[[ DATASET RECORDS open ]]
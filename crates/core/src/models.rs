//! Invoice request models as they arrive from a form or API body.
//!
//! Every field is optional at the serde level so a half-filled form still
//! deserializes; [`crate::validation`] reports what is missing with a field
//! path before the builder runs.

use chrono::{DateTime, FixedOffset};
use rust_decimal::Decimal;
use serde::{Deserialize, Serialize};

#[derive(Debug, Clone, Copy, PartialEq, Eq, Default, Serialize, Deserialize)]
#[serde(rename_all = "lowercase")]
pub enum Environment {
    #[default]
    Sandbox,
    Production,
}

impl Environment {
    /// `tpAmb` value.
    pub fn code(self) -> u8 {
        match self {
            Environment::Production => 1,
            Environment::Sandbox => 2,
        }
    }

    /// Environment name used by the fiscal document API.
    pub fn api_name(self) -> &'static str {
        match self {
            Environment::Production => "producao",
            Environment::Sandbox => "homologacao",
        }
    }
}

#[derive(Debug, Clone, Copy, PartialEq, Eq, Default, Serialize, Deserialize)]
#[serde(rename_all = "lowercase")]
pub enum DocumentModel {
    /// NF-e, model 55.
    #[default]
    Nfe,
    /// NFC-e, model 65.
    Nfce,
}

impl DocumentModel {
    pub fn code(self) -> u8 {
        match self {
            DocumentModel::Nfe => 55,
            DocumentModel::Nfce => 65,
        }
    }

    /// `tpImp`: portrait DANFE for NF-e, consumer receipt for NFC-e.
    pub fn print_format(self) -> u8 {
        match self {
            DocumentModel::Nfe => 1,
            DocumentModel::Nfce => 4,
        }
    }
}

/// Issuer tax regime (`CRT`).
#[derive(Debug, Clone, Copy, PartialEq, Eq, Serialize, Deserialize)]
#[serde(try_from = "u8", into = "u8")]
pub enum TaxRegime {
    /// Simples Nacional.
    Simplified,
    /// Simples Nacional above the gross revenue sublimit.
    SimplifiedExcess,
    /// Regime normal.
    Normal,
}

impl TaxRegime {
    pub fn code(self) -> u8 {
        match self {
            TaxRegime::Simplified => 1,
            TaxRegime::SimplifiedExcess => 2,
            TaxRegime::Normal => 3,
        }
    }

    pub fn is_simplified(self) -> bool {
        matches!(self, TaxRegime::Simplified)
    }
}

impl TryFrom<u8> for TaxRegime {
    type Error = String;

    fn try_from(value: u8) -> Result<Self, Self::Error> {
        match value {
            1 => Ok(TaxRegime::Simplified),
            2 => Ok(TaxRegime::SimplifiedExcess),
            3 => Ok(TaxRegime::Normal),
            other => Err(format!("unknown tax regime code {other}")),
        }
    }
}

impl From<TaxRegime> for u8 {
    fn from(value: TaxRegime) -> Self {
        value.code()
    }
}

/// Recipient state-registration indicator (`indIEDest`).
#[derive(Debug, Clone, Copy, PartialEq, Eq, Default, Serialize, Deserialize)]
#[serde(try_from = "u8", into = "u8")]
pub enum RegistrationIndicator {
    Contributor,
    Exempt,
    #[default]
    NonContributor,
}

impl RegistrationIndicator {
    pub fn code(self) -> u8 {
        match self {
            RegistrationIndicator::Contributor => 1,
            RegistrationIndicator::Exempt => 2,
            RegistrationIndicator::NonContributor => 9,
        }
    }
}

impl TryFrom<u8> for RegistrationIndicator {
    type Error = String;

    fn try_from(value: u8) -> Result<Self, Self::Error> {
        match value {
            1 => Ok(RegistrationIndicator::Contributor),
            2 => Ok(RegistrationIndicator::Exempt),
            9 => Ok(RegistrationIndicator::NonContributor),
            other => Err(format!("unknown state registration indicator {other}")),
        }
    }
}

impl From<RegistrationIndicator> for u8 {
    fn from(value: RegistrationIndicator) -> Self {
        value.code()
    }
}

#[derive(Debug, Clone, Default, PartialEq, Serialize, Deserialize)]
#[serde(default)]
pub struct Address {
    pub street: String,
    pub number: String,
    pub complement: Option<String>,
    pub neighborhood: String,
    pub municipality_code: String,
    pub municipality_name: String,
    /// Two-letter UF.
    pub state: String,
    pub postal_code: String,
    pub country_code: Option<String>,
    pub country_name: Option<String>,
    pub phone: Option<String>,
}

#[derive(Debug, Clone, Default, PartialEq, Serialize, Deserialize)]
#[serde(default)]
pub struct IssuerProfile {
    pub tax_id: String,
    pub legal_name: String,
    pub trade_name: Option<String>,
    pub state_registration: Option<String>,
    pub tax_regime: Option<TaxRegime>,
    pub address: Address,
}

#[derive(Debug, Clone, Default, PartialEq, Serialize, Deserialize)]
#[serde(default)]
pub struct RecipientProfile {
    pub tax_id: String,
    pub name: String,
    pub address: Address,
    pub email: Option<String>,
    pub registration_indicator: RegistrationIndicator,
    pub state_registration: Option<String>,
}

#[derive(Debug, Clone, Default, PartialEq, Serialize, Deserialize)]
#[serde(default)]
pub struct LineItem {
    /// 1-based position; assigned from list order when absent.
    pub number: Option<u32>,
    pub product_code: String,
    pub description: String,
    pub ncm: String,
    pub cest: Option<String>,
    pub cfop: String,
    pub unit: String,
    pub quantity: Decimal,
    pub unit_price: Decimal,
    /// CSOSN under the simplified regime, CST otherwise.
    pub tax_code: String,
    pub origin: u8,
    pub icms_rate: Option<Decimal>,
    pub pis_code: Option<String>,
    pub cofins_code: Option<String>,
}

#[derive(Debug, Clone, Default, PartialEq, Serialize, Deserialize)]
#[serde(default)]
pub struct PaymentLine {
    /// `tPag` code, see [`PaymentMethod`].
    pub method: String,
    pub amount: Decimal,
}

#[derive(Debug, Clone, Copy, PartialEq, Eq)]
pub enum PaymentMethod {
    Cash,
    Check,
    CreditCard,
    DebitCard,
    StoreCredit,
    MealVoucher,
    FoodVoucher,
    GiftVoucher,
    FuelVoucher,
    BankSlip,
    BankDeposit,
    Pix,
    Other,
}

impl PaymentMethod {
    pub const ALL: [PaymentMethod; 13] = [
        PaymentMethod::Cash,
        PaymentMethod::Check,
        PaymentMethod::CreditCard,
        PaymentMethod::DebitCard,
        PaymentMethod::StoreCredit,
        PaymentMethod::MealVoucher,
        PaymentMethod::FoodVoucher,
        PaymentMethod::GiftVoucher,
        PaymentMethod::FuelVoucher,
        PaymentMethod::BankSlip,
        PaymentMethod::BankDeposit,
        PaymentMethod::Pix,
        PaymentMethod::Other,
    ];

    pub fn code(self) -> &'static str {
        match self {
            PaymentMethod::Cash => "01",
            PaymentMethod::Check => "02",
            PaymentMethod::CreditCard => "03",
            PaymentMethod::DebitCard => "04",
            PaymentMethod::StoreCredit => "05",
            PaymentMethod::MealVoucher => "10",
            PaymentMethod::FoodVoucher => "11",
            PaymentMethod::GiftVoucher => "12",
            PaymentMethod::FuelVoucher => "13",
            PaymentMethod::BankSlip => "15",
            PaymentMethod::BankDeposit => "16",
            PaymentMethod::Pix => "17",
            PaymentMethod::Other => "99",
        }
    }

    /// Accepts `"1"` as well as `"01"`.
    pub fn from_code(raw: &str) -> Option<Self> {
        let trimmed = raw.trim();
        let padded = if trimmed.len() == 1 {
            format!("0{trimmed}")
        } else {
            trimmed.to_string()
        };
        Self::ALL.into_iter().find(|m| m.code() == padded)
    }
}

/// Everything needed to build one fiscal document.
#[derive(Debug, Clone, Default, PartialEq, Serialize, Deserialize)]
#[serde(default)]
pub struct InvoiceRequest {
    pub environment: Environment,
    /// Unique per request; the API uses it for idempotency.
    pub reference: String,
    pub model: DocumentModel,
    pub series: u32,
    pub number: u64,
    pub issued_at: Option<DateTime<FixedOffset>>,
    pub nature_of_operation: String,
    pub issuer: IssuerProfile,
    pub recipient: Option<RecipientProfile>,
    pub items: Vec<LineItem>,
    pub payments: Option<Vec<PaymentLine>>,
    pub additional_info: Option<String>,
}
[[ DATASET RECORDS closed ]]
Reproduce, line for line, the material, starting at its first line, and end once the line holding "with a field" has been output.

filename crates/core/src/models.rs
//! Invoice request models as they arrive from a form or API body.
//!
//! Every field is optional at the serde level so a half-filled form still
//! deserializes; [`crate::validation`] reports what is missing with a field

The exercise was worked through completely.